* **DESCRIPTION OF THE TASK**: Exactly the lines below from the one with "pub mod price_band;" up to and including the one with "tick before placement." make up the answer, with nothing else added.

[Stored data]
******
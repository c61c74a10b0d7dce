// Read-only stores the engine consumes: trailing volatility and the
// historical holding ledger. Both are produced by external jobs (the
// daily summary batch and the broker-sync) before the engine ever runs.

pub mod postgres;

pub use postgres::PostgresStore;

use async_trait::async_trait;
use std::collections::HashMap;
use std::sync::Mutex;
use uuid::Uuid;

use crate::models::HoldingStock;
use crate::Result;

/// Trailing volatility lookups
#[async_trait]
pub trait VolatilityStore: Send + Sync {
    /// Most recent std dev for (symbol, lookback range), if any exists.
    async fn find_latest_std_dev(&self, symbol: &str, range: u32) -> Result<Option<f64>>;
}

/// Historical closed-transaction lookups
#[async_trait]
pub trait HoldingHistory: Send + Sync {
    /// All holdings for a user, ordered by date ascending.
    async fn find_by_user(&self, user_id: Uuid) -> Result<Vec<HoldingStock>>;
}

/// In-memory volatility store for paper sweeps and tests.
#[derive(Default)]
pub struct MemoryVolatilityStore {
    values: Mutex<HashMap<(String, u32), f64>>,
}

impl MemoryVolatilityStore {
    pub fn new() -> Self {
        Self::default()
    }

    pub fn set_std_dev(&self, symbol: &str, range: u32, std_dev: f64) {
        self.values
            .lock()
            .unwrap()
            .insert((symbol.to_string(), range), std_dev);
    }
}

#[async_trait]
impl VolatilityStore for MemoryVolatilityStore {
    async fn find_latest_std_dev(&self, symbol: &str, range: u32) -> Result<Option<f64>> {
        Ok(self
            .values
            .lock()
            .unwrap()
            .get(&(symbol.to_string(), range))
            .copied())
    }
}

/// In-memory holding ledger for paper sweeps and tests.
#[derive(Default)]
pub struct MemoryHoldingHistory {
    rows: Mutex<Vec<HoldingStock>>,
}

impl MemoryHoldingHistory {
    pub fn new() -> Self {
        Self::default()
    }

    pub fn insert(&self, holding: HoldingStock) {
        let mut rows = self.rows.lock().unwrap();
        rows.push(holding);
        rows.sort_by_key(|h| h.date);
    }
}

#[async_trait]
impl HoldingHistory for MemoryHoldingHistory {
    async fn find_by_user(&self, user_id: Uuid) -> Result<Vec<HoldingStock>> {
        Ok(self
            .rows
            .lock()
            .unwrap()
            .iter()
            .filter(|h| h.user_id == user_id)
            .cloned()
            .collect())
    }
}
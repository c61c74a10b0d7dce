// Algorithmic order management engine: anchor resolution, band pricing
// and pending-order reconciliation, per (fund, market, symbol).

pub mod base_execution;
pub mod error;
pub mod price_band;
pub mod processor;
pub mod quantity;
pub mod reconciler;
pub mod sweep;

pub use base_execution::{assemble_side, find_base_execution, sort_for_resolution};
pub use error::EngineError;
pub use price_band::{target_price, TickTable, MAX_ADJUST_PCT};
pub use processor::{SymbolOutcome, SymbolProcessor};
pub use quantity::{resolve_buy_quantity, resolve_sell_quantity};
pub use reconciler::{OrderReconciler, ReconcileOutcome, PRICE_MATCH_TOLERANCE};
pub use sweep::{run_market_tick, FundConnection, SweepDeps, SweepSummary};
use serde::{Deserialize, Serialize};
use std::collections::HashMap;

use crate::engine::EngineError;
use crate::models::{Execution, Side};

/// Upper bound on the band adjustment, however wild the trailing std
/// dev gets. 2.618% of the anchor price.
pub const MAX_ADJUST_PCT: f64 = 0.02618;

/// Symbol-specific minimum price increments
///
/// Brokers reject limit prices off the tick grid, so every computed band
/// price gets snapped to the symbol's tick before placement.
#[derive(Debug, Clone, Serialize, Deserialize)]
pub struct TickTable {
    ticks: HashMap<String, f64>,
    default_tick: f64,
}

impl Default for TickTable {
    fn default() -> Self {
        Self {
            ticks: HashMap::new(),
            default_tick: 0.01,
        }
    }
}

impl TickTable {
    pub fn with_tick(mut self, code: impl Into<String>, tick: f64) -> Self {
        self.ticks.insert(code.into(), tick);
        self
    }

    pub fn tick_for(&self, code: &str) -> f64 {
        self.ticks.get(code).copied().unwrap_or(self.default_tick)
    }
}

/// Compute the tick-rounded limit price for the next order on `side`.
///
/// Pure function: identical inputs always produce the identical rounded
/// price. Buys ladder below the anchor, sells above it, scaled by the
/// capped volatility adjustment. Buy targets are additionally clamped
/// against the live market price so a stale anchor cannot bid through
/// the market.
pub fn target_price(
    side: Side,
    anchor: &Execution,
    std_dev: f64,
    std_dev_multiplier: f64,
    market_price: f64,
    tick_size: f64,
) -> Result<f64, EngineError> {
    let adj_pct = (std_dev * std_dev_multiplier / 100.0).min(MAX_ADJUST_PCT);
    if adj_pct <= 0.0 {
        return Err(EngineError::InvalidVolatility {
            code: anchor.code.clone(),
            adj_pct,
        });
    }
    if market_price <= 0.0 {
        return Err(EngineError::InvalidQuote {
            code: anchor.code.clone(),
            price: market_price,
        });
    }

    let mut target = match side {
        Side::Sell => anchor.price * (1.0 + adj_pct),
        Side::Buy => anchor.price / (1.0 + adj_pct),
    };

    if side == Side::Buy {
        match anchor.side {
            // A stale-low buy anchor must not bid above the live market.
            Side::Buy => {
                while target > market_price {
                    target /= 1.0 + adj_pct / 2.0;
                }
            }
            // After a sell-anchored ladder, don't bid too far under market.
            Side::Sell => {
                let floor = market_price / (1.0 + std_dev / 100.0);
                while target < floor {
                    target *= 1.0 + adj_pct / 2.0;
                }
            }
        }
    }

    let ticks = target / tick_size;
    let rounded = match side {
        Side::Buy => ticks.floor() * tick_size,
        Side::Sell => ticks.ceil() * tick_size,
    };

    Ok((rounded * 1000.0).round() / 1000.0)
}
******
* **TASK RESULT**:
pub mod price_band;
pub mod processor;
pub mod quantity;
pub mod reconciler;
pub mod sweep;

pub use base_execution::{assemble_side, find_base_execution, sort_for_resolution};
pub use error::EngineError;
pub use price_band::{target_price, TickTable, MAX_ADJUST_PCT};
pub use processor::{SymbolOutcome, SymbolProcessor};
pub use quantity::{resolve_buy_quantity, resolve_sell_quantity};
pub use reconciler::{OrderReconciler, ReconcileOutcome, PRICE_MATCH_TOLERANCE};
pub use sweep::{run_market_tick, FundConnection, SweepDeps, SweepSummary};
use serde::{Deserialize, Serialize};
use std::collections::HashMap;

use crate::engine::EngineError;
use crate::models::{Execution, Side};

/// Upper bound on the band adjustment, however wild the trailing std
/// dev gets. 2.618% of the anchor price.
pub const MAX_ADJUST_PCT: f64 = 0.02618;

/// Symbol-specific minimum price increments
///
/// Brokers reject limit prices off the tick grid, so every computed band
/// price gets snapped to the symbol's tick before placement.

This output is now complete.